El sentido de extrañeza, de maravilla, de incertidumbre, de finitud ante lo aparentemente infinito, de fragilidad ante lo que parece inalterable y eterno, nunca ha sido tan bien expresado. Esta sensación coincide con una de las ‘leyes de Clarke’, la tercera, según la cual la tecnología, a medida que va creciendo, se va haciendo indistinguible de la magia.

Resumen de pensamiento
Las otras leyes, surgidas entre 1962 y 1999, resumen el pensamiento del científico y autor: Primera: «Cuando un anciano y distinguido científico afirma que algo es posible, probablemente está en lo correcto. Cuando afirma que algo es imposible, probablemente está equivocado». Segunda: «La única manera de descubrir los límites de lo posible es aventurarse hacia lo imposible». Cuarta: «Frente a cada experto, existe otro experto igual y opuesto».
En justicia, deben señalarse ciertos puntos oscuros ante quien es el último clásico vivo de uno de los géneros literarios más ricos en posibilidades y más incomprendidos. En 1998, Clarke fue nombrado caballero por el Príncipe Carlos de Inglaterra en el curso de una visita a Sri Lanka. El sensacionalista ‘The Daily Mirror’ argumentó en su ‘contra una turbia historia de pedofilia, ante lo que, a petición del autor, se detuvo el procedimiento de investidura de la alta dignidad honorífica hasta que la verdad quedara establecida. Una detallada investigación de la justicia de Sri Lanka determinó la absoluta inocencia de Clarke, y el periódico difamador publicó la necesaria rectificación.

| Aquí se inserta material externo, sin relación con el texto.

//! Error types for the form2report pipeline.
//!
//! One enum, [`IngestError`], covers every way an ingest can fail. Each
//! variant belongs to exactly one [`ErrorClass`]; the class decides how the
//! HTTP boundary renders the failure (status code, plain text vs. JSON) and
//! how it is logged. Stages return `Result<_, IngestError>` and propagate
//! with `?` — no failure crosses the server boundary as a panic.

use thiserror::Error;

/// The four failure classes of the ingest pipeline.
///
/// | Class | Facing | Retry guidance |
/// |-------|--------|----------------|
/// | `InvalidRequest` | client | caller retries with different input |
/// | `UpstreamServiceFailure` | server | not retried internally |
/// | `MalformedAiOutput` | server | not retried (generative call is non-deterministic) |
/// | `PersistenceFailure` | server | not retried |
#[derive(Debug, Clone, Copy, PartialEq, Eq)]
pub enum ErrorClass {
    InvalidRequest,
    UpstreamServiceFailure,
    MalformedAiOutput,
    PersistenceFailure,
}

/// All errors returned by the form2report pipeline.
#[derive(Debug, Error)]
pub enum IngestError {
    // ── Request errors ────────────────────────────────────────────────────
    /// The request body carried no `image_base64` field (or an empty one).
    #[error("Missing image_base64 in request body")]
    MissingImage,

    /// The `image_base64` payload could not be decoded as base64.
    #[error("image_base64 is not valid base64: {detail}")]
    InvalidImageEncoding { detail: String },

    /// OCR completed but found no text. The image is presumed blank or
    /// unreadable, not a transient fault, so the caller gets a 4xx.
    #[error("No text detected in image")]
    NoTextDetected,

    // ── OCR service errors ────────────────────────────────────────────────
    /// The OCR request never produced a response (connect/timeout/transport).
    #[error("OCR request failed: {detail}")]
    OcrTransport { detail: String },

    /// The OCR service answered with a non-success status.
    #[error("OCR service returned HTTP {status}: {detail}")]
    OcrService { status: u16, detail: String },

    // ── Model service errors ──────────────────────────────────────────────
    /// The model request never produced a response (connect/timeout/transport).
    #[error("Model request failed: {detail}")]
    ModelTransport { detail: String },

    /// The model service answered with a non-success status.
    #[error("Model service returned HTTP {status}: {detail}")]
    ModelService { status: u16, detail: String },

    /// A 2xx model response carried no usable completion text. Distinct from
    /// a parse failure: this is the malformed-call / exhausted-quota shape.
    #[error("Model response contained no completion content")]
    MissingModelContent,

    // ── Model output errors ───────────────────────────────────────────────
    /// The cleaned completion was not parseable JSON. Carries the unparsed
    /// text so the failure can be diagnosed from logs.
    #[error("Model output was not valid JSON: {detail}")]
    MalformedModelOutput { raw: String, detail: String },

    /// The completion parsed as JSON but violated the report schema
    /// (wrong value type, unknown observation type, malformed date).
    #[error("Model output failed schema validation: {detail}")]
    SchemaViolation { raw: String, detail: String },

    // ── Persistence errors ────────────────────────────────────────────────
    /// The store rejected or never acknowledged the insert.
    #[error("Insert into '{table}' failed: {detail}")]
    InsertFailed { table: String, detail: String },

    // ── Config errors ─────────────────────────────────────────────────────
    /// Construction-time configuration validation failed.
    #[error("Invalid configuration: {0}")]
    InvalidConfig(String),
}

impl IngestError {
    /// The failure class this variant belongs to.
    pub fn class(&self) -> ErrorClass {
        match self {
            IngestError::MissingImage
            | IngestError::InvalidImageEncoding { .. }
            | IngestError::NoTextDetected => ErrorClass::InvalidRequest,

            IngestError::OcrTransport { .. }
            | IngestError::OcrService { .. }
            | IngestError::ModelTransport { .. }
            | IngestError::ModelService { .. }
            | IngestError::MissingModelContent => ErrorClass::UpstreamServiceFailure,

            IngestError::MalformedModelOutput { .. } | IngestError::SchemaViolation { .. } => {
                ErrorClass::MalformedAiOutput
            }

            IngestError::InsertFailed { .. } => ErrorClass::PersistenceFailure,

            // Config errors are caught at startup; if one ever reaches the
            // boundary it is a server-side fault.
            IngestError::InvalidConfig(_) => ErrorClass::PersistenceFailure,
        }
    }

    /// HTTP status code the response composer uses for this error.
    ///
    /// Upstream dependency failures map to 502 so callers can tell a broken
    /// collaborator apart from a broken pipeline; everything else server-side
    /// is 500.
    pub fn status(&self) -> u16 {
        match self.class() {
            ErrorClass::InvalidRequest => 400,
            ErrorClass::UpstreamServiceFailure => 502,
            ErrorClass::MalformedAiOutput | ErrorClass::PersistenceFailure => 500,
        }
    }

    /// Whether this error is reported to the caller as their fault (4xx).
    pub fn is_client_error(&self) -> bool {
        self.class() == ErrorClass::InvalidRequest
    }

    /// The raw model payload attached to output errors, for diagnostics.
    pub fn raw_output(&self) -> Option<&str> {
        match self {
            IngestError::MalformedModelOutput { raw, .. }
            | IngestError::SchemaViolation { raw, .. } => Some(raw),
            _ => None,
        }
    }
}

#[cfg(test)]
mod tests {
    use super::*;

    #[test]
    fn missing_image_is_client_error() {
        let e = IngestError::MissingImage;
        assert_eq!(e.class(), ErrorClass::InvalidRequest);
        assert_eq!(e.status(), 400);
        assert!(e.is_client_error());
        assert_eq!(e.to_string(), "Missing image_base64 in request body");
    }

    #[test]
    fn no_text_detected_is_client_error() {
        let e = IngestError::NoTextDetected;
        assert_eq!(e.status(), 400);
        assert_eq!(e.to_string(), "No text detected in image");
    }

    #[test]
    fn upstream_failures_are_502() {
        let e = IngestError::OcrService {
            status: 403,
            detail: "key revoked".into(),
        };
        assert_eq!(e.class(), ErrorClass::UpstreamServiceFailure);
        assert_eq!(e.status(), 502);
        assert!(e.to_string().contains("403"));

        let e = IngestError::MissingModelContent;
        assert_eq!(e.status(), 502);
    }

    #[test]
    fn malformed_output_keeps_raw_payload() {
        let e = IngestError::MalformedModelOutput {
            raw: "not json".into(),
            detail: "expected value at line 1".into(),
        };
        assert_eq!(e.class(), ErrorClass::MalformedAiOutput);
        assert_eq!(e.status(), 500);
        assert_eq!(e.raw_output(), Some("not json"));
    }

    #[test]
    fn insert_failed_names_the_table() {
        let e = IngestError::InsertFailed {
            table: "hazard_reports".into(),
            detail: "duplicate key value violates unique constraint".into(),
        };
        assert_eq!(e.class(), ErrorClass::PersistenceFailure);
        assert!(e.to_string().contains("hazard_reports"));
        assert!(e.to_string().contains("duplicate key"));
    }
}
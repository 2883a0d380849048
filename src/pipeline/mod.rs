//! Pipeline stages for form-photo-to-hazard-report ingestion.
//!
//! Each submodule implements exactly one stage. Keeping stages separate
//! makes each independently testable and lets tests substitute a single
//! collaborator (OCR, model, store) without touching the others.
//!
//! ## Data Flow
//!
//! ```text
//! image ──▶ ocr ──▶ structurer ──▶ postprocess ──▶ persist
//! (bytes)  (Vision) (Gemini)      (fences, parse,  (PostgREST
//!                                  validation)      insert)
//! ```
//!
//! 1. [`ocr`]         — document text detection via the Vision annotate API;
//!    the first of the three network stages
//! 2. [`structurer`]  — single-turn model completion mapping free text onto
//!    the report schema
//! 3. [`postprocess`] — deterministic completion cleanup (fence stripping)
//!    before the strict JSON parse
//! 4. [`persist`]     — one atomic row insert through the store's REST
//!    surface
//!
//! Stages run strictly sequentially; each consumes the previous stage's
//! output, so there is nothing to parallelise inside one invocation.

pub mod ocr;
pub mod persist;
pub mod postprocess;
pub mod structurer;
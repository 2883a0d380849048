//! Scripted collaborator doubles for the integration suites.
//!
//! Each double counts its invocations so tests can assert the pipeline's
//! call-gating contract: no external call after a failure, no call at all
//! when the gate rejects.

// Each integration binary compiles this module separately and uses a
// different subset of it.
#![allow(dead_code)]

use async_trait::async_trait;
use form2report::pipeline::ocr::TextExtractor;
use form2report::pipeline::persist::ReportSink;
use form2report::pipeline::structurer::CompletionModel;
use form2report::{HazardReport, IngestError, Pipeline};
use serde_json::{json, Value};
use std::sync::atomic::{AtomicUsize, Ordering};
use std::sync::{Arc, Mutex};

/// OCR double: replays a fixed outcome.
pub struct ScriptedOcr {
    reply: Result<String, ()>,
    pub calls: AtomicUsize,
}

impl ScriptedOcr {
    /// Always detects `text`.
    pub fn text(text: &str) -> Arc<Self> {
        Arc::new(Self {
            reply: Ok(text.to_string()),
            calls: AtomicUsize::new(0),
        })
    }

    /// Always fails as the OCR service.
    pub fn failing() -> Arc<Self> {
        Arc::new(Self {
            reply: Err(()),
            calls: AtomicUsize::new(0),
        })
    }

    pub fn call_count(&self) -> usize {
        self.calls.load(Ordering::SeqCst)
    }
}

#[async_trait]
impl TextExtractor for ScriptedOcr {
    async fn extract_document_text(&self, _image: &[u8]) -> Result<String, IngestError> {
        self.calls.fetch_add(1, Ordering::SeqCst);
        match &self.reply {
            Ok(text) => Ok(text.clone()),
            Err(()) => Err(IngestError::OcrService {
                status: 500,
                detail: "annotate backend unavailable".into(),
            }),
        }
    }
}

/// Model double: replays a fixed completion (or the no-content failure).
pub struct ScriptedModel {
    completion: Option<String>,
    pub calls: AtomicUsize,
}

impl ScriptedModel {
    /// Always completes with `completion`.
    pub fn completing(completion: &str) -> Arc<Self> {
        Arc::new(Self {
            completion: Some(completion.to_string()),
            calls: AtomicUsize::new(0),
        })
    }

    /// Always reports a response with no usable content.
    pub fn without_content() -> Arc<Self> {
        Arc::new(Self {
            completion: None,
            calls: AtomicUsize::new(0),
        })
    }

    pub fn call_count(&self) -> usize {
        self.calls.load(Ordering::SeqCst)
    }
}

#[async_trait]
impl CompletionModel for ScriptedModel {
    async fn complete(&self, _prompt: &str) -> Result<String, IngestError> {
        self.calls.fetch_add(1, Ordering::SeqCst);
        match &self.completion {
            Some(text) => Ok(text.clone()),
            None => Err(IngestError::MissingModelContent),
        }
    }
}

/// Sink double: records what it was asked to insert.
pub struct RecordingSink {
    failure: Option<String>,
    pub calls: AtomicUsize,
    pub inserted: Mutex<Option<HazardReport>>,
}

impl RecordingSink {
    /// Accepts every insert, echoing the row back with a store-assigned id.
    pub fn accepting() -> Arc<Self> {
        Arc::new(Self {
            failure: None,
            calls: AtomicUsize::new(0),
            inserted: Mutex::new(None),
        })
    }

    /// Rejects every insert with `detail` (e.g. a constraint violation).
    pub fn rejecting(detail: &str) -> Arc<Self> {
        Arc::new(Self {
            failure: Some(detail.to_string()),
            calls: AtomicUsize::new(0),
            inserted: Mutex::new(None),
        })
    }

    pub fn call_count(&self) -> usize {
        self.calls.load(Ordering::SeqCst)
    }

    pub fn last_inserted(&self) -> Option<HazardReport> {
        self.inserted.lock().unwrap().clone()
    }
}

#[async_trait]
impl ReportSink for RecordingSink {
    async fn insert(&self, report: &HazardReport) -> Result<Vec<Value>, IngestError> {
        self.calls.fetch_add(1, Ordering::SeqCst);
        if let Some(detail) = &self.failure {
            return Err(IngestError::InsertFailed {
                table: "hazard_reports".into(),
                detail: detail.clone(),
            });
        }
        *self.inserted.lock().unwrap() = Some(report.clone());

        let mut row = serde_json::to_value(report).unwrap();
        let object = row.as_object_mut().unwrap();
        object.insert("id".into(), json!(1));
        object.insert("created_at".into(), json!("2024-03-12T08:00:00Z"));
        Ok(vec![row])
    }
}

/// Assemble a pipeline from the three doubles.
pub fn pipeline(
    ocr: &Arc<ScriptedOcr>,
    model: &Arc<ScriptedModel>,
    sink: &Arc<RecordingSink>,
) -> Pipeline {
    let ocr: Arc<dyn TextExtractor> = ocr.clone();
    let model: Arc<dyn CompletionModel> = model.clone();
    let sink: Arc<dyn ReportSink> = sink.clone();
    Pipeline::new(ocr, model, sink)
}

/// A small valid JPEG-ish payload, base64-encoded.
pub fn sample_image_base64() -> String {
    use base64::{engine::general_purpose::STANDARD, Engine as _};
    STANDARD.encode(b"\xff\xd8\xff\xe0 not a real jpeg \xff\xd9")
}

/// The model completion used by the happy-path scenario.
pub const COMPLETE_REPORT_JSON: &str = r#"{
  "reporter_name": "Budi",
  "reporter_position": "Supervisor",
  "location": "Plant A",
  "report_date": "2024-03-12",
  "observation_type": "Unsafe Condition",
  "hazard_description": "Oil spill",
  "suggested_action": "Clean up"
}"#;

/// OCR text for the happy-path scenario.
pub const SAMPLE_OCR_TEXT: &str = "LAPORAN SUMBER BAHAYA\n\
    Nama Pelapor: Budi\n\
    Jabatan: Supervisor\n\
    Lokasi: Plant A\n\
    Tanggal: 12 Maret 2024\n\
    [X] Unsafe Condition  [ ] Unsafe Action  [ ] Intervensi\n\
    Uraian: Oil spill\n\
    Saran: Clean up";
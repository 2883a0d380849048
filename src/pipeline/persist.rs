//! Persistence: insert the validated report as one row and return what the
//! store persisted.
//!
//! The store is an opaque PostgREST surface: one `POST /rest/v1/{table}`
//! with the service-role key. The pipeline runs as a trusted backend
//! principal, so the service-role credential (which bypasses row-level
//! security) is correct here; end-user credentials never reach this process.
//! A failed insert is terminal — there is no retry and nothing upstream to
//! roll back, since the OCR and model calls are stateless.

use crate::config::ServiceConfig;
use crate::error::IngestError;
use crate::report::HazardReport;
use async_trait::async_trait;
use reqwest::Client;
use serde_json::Value;
use std::time::Duration;
use tracing::{debug, warn};

/// Seam for the persistence collaborator: a report in, the inserted row(s)
/// out.
#[async_trait]
pub trait ReportSink: Send + Sync {
    /// Insert one report atomically and return the stored representation.
    async fn insert(&self, report: &HazardReport) -> Result<Vec<Value>, IngestError>;
}

/// PostgREST-backed sink (Supabase's REST surface).
pub struct SupabaseSink {
    client: Client,
    insert_url: String,
    service_role_key: String,
    table: String,
}

impl SupabaseSink {
    /// Build a sink from the service configuration.
    pub fn new(config: &ServiceConfig) -> Result<Self, IngestError> {
        let client = Client::builder()
            .timeout(Duration::from_secs(config.insert_timeout_secs))
            .build()
            .map_err(|e| IngestError::InsertFailed {
                table: config.table.clone(),
                detail: format!("failed to build HTTP client: {e}"),
            })?;

        Ok(Self {
            client,
            insert_url: format!("{}/rest/v1/{}", config.store_url, config.table),
            service_role_key: config.store_service_role_key.clone(),
            table: config.table.clone(),
        })
    }
}

#[async_trait]
impl ReportSink for SupabaseSink {
    async fn insert(&self, report: &HazardReport) -> Result<Vec<Value>, IngestError> {
        debug!(table = %self.table, "inserting hazard report");

        // PostgREST takes an array of rows; `return=representation` asks for
        // the inserted rows (with store-assigned id/timestamps) back.
        let response = self
            .client
            .post(&self.insert_url)
            .header("apikey", &self.service_role_key)
            .header(
                "Authorization",
                format!("Bearer {}", self.service_role_key),
            )
            .header("Prefer", "return=representation")
            .json(&[report])
            .send()
            .await
            .map_err(|e| IngestError::InsertFailed {
                table: self.table.clone(),
                detail: e.to_string(),
            })?;

        let status = response.status();
        if !status.is_success() {
            let detail = response.text().await.unwrap_or_default();
            warn!(status = status.as_u16(), table = %self.table, "insert rejected");
            return Err(IngestError::InsertFailed {
                table: self.table.clone(),
                detail: format!("HTTP {status}: {detail}"),
            });
        }

        let rows: Vec<Value> = response
            .json()
            .await
            .map_err(|e| IngestError::InsertFailed {
                table: self.table.clone(),
                detail: format!("unreadable insert response: {e}"),
            })?;

        debug!(rows = rows.len(), table = %self.table, "insert acknowledged");
        Ok(rows)
    }
}
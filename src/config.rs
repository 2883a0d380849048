//! Service configuration.
//!
//! Every endpoint, credential, and knob the pipeline needs lives in one
//! immutable [`ServiceConfig`], built once at process entry (usually via
//! [`ServiceConfig::from_env`]) and passed by reference into each component.
//! Nothing in the pipeline reads the environment after startup, so two
//! invocations with the same config are guaranteed to hit the same
//! collaborators.

use crate::error::IngestError;
use std::fmt;

/// Default Vision annotate endpoint.
pub const DEFAULT_VISION_ENDPOINT: &str = "https://vision.googleapis.com/v1/images:annotate";

/// Default base URL for the generative-model API.
pub const DEFAULT_MODEL_BASE_URL: &str = "https://generativelanguage.googleapis.com/v1beta";

/// Default model identifier for structuring.
pub const DEFAULT_MODEL: &str = "gemini-1.5-flash-latest";

/// Configuration for the form2report service.
///
/// Built via [`ServiceConfig::builder()`] in code or
/// [`ServiceConfig::from_env()`] at process entry.
///
/// # Example
/// ```rust
/// use form2report::ServiceConfig;
///
/// let config = ServiceConfig::builder()
///     .vision_api_key("vis-key")
///     .model_api_key("gen-key")
///     .store_url("https://example.supabase.co")
///     .store_service_role_key("service-role")
///     .build()
///     .unwrap();
/// assert_eq!(config.table, "hazard_reports");
/// ```
#[derive(Clone)]
pub struct ServiceConfig {
    /// Vision `images:annotate` endpoint.
    pub vision_endpoint: String,

    /// API key for the Vision endpoint (passed as the `key` query parameter).
    pub vision_api_key: String,

    /// Base URL for the generative-model API (no trailing slash).
    pub model_base_url: String,

    /// Model identifier used for structuring, e.g. "gemini-1.5-flash-latest".
    pub model: String,

    /// API key for the model endpoint.
    pub model_api_key: String,

    /// Store base URL (the project URL, no trailing slash).
    pub store_url: String,

    /// Service-role key. The pipeline runs as a trusted backend principal;
    /// this key bypasses row-level security on insert.
    pub store_service_role_key: String,

    /// Target table for persisted reports. Default: "hazard_reports".
    pub table: String,

    /// OCR call timeout in seconds. Default: 30.
    ///
    /// The annotate call is a single unbounded network dependency on the
    /// critical path; an explicit cap keeps a stuck upstream from pinning
    /// the invocation forever.
    pub ocr_timeout_secs: u64,

    /// Model call timeout in seconds. Default: 60.
    pub model_timeout_secs: u64,

    /// Store insert timeout in seconds. Default: 10.
    pub insert_timeout_secs: u64,

    /// Sampling temperature for the structuring completion. Default: 0.1.
    ///
    /// Near-zero keeps the model faithful to what the form actually says;
    /// creativity only hurts field extraction.
    pub temperature: f32,

    /// Maximum tokens the model may generate. Default: 1024.
    ///
    /// A seven-field JSON object fits comfortably; the cap bounds cost when
    /// the model ignores the JSON-only instruction and rambles.
    pub max_output_tokens: u32,
}

impl Default for ServiceConfig {
    fn default() -> Self {
        Self {
            vision_endpoint: DEFAULT_VISION_ENDPOINT.to_string(),
            vision_api_key: String::new(),
            model_base_url: DEFAULT_MODEL_BASE_URL.to_string(),
            model: DEFAULT_MODEL.to_string(),
            model_api_key: String::new(),
            store_url: String::new(),
            store_service_role_key: String::new(),
            table: "hazard_reports".to_string(),
            ocr_timeout_secs: 30,
            model_timeout_secs: 60,
            insert_timeout_secs: 10,
            temperature: 0.1,
            max_output_tokens: 1024,
        }
    }
}

impl fmt::Debug for ServiceConfig {
    // Credentials never reach logs; only their presence is shown.
    fn fmt(&self, f: &mut fmt::Formatter<'_>) -> fmt::Result {
        f.debug_struct("ServiceConfig")
            .field("vision_endpoint", &self.vision_endpoint)
            .field("vision_api_key", &redact(&self.vision_api_key))
            .field("model_base_url", &self.model_base_url)
            .field("model", &self.model)
            .field("model_api_key", &redact(&self.model_api_key))
            .field("store_url", &self.store_url)
            .field(
                "store_service_role_key",
                &redact(&self.store_service_role_key),
            )
            .field("table", &self.table)
            .field("ocr_timeout_secs", &self.ocr_timeout_secs)
            .field("model_timeout_secs", &self.model_timeout_secs)
            .field("insert_timeout_secs", &self.insert_timeout_secs)
            .field("temperature", &self.temperature)
            .field("max_output_tokens", &self.max_output_tokens)
            .finish()
    }
}

fn redact(secret: &str) -> &'static str {
    if secret.is_empty() {
        "<unset>"
    } else {
        "<redacted>"
    }
}

impl ServiceConfig {
    /// Create a new builder for `ServiceConfig`.
    pub fn builder() -> ServiceConfigBuilder {
        ServiceConfigBuilder {
            config: Self::default(),
        }
    }

    /// Read the configuration from the process environment.
    ///
    /// Variables:
    /// - `GOOGLE_VISION_API_KEY` — Vision API key (required)
    /// - `GOOGLE_API_KEY` — model API key (required)
    /// - `SUPABASE_URL` — store project URL (required)
    /// - `SUPABASE_SERVICE_ROLE_KEY` — store service-role key (required)
    /// - `VISION_ENDPOINT`, `MODEL_BASE_URL`, `MODEL_ID`,
    ///   `HAZARD_REPORTS_TABLE` — optional overrides
    /// - `OCR_TIMEOUT_SECS`, `MODEL_TIMEOUT_SECS`, `INSERT_TIMEOUT_SECS` —
    ///   optional timeout overrides
    pub fn from_env() -> Result<Self, IngestError> {
        let mut builder = Self::builder()
            .vision_api_key(env_var("GOOGLE_VISION_API_KEY"))
            .model_api_key(env_var("GOOGLE_API_KEY"))
            .store_url(env_var("SUPABASE_URL"))
            .store_service_role_key(env_var("SUPABASE_SERVICE_ROLE_KEY"));

        if let Some(v) = opt_env_var("VISION_ENDPOINT") {
            builder = builder.vision_endpoint(v);
        }
        if let Some(v) = opt_env_var("MODEL_BASE_URL") {
            builder = builder.model_base_url(v);
        }
        if let Some(v) = opt_env_var("MODEL_ID") {
            builder = builder.model(v);
        }
        if let Some(v) = opt_env_var("HAZARD_REPORTS_TABLE") {
            builder = builder.table(v);
        }
        if let Some(secs) = parse_secs("OCR_TIMEOUT_SECS")? {
            builder = builder.ocr_timeout_secs(secs);
        }
        if let Some(secs) = parse_secs("MODEL_TIMEOUT_SECS")? {
            builder = builder.model_timeout_secs(secs);
        }
        if let Some(secs) = parse_secs("INSERT_TIMEOUT_SECS")? {
            builder = builder.insert_timeout_secs(secs);
        }

        builder.build()
    }
}

fn env_var(name: &str) -> String {
    std::env::var(name).unwrap_or_default()
}

fn opt_env_var(name: &str) -> Option<String> {
    std::env::var(name).ok().filter(|v| !v.is_empty())
}

fn parse_secs(name: &str) -> Result<Option<u64>, IngestError> {
    match opt_env_var(name) {
        None => Ok(None),
        Some(raw) => raw.parse::<u64>().map(Some).map_err(|_| {
            IngestError::InvalidConfig(format!("{name} must be an integer, got '{raw}'"))
        }),
    }
}

/// Builder for [`ServiceConfig`].
#[derive(Debug)]
pub struct ServiceConfigBuilder {
    config: ServiceConfig,
}

impl ServiceConfigBuilder {
    pub fn vision_endpoint(mut self, url: impl Into<String>) -> Self {
        self.config.vision_endpoint = url.into();
        self
    }

    pub fn vision_api_key(mut self, key: impl Into<String>) -> Self {
        self.config.vision_api_key = key.into();
        self
    }

    pub fn model_base_url(mut self, url: impl Into<String>) -> Self {
        self.config.model_base_url = trim_trailing_slash(url.into());
        self
    }

    pub fn model(mut self, model: impl Into<String>) -> Self {
        self.config.model = model.into();
        self
    }

    pub fn model_api_key(mut self, key: impl Into<String>) -> Self {
        self.config.model_api_key = key.into();
        self
    }

    pub fn store_url(mut self, url: impl Into<String>) -> Self {
        self.config.store_url = trim_trailing_slash(url.into());
        self
    }

    pub fn store_service_role_key(mut self, key: impl Into<String>) -> Self {
        self.config.store_service_role_key = key.into();
        self
    }

    pub fn table(mut self, table: impl Into<String>) -> Self {
        self.config.table = table.into();
        self
    }

    pub fn ocr_timeout_secs(mut self, secs: u64) -> Self {
        self.config.ocr_timeout_secs = secs.max(1);
        self
    }

    pub fn model_timeout_secs(mut self, secs: u64) -> Self {
        self.config.model_timeout_secs = secs.max(1);
        self
    }

    pub fn insert_timeout_secs(mut self, secs: u64) -> Self {
        self.config.insert_timeout_secs = secs.max(1);
        self
    }

    pub fn temperature(mut self, t: f32) -> Self {
        self.config.temperature = t.clamp(0.0, 2.0);
        self
    }

    pub fn max_output_tokens(mut self, n: u32) -> Self {
        self.config.max_output_tokens = n.max(1);
        self
    }

    /// Build the configuration, validating that every credential the
    /// pipeline needs is present.
    pub fn build(self) -> Result<ServiceConfig, IngestError> {
        let c = &self.config;
        let mut missing: Vec<&str> = Vec::new();
        if c.vision_api_key.is_empty() {
            missing.push("vision_api_key (GOOGLE_VISION_API_KEY)");
        }
        if c.model_api_key.is_empty() {
            missing.push("model_api_key (GOOGLE_API_KEY)");
        }
        if c.store_url.is_empty() {
            missing.push("store_url (SUPABASE_URL)");
        }
        if c.store_service_role_key.is_empty() {
            missing.push("store_service_role_key (SUPABASE_SERVICE_ROLE_KEY)");
        }
        if !missing.is_empty() {
            return Err(IngestError::InvalidConfig(format!(
                "missing: {}",
                missing.join(", ")
            )));
        }
        if c.table.is_empty() {
            return Err(IngestError::InvalidConfig("table must not be empty".into()));
        }
        Ok(self.config)
    }
}

fn trim_trailing_slash(mut url: String) -> String {
    while url.ends_with('/') {
        url.pop();
    }
    url
}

El 26 de mayo de 2000 sería finalmente investido como Sir Arthur Charles Clarke, caballero de la Orden del Imperio Británico. Por otra parte, es de rigor reconocer que algunas de las obras escritas en colaboración desde 1991 no tienen el nivel esperable de un maestro tan veterano. Con todo, y gracias a todo, Clarke sigue siendo el gran y último clásico vivo de la ciencia ficción. Con honores. Y con honor.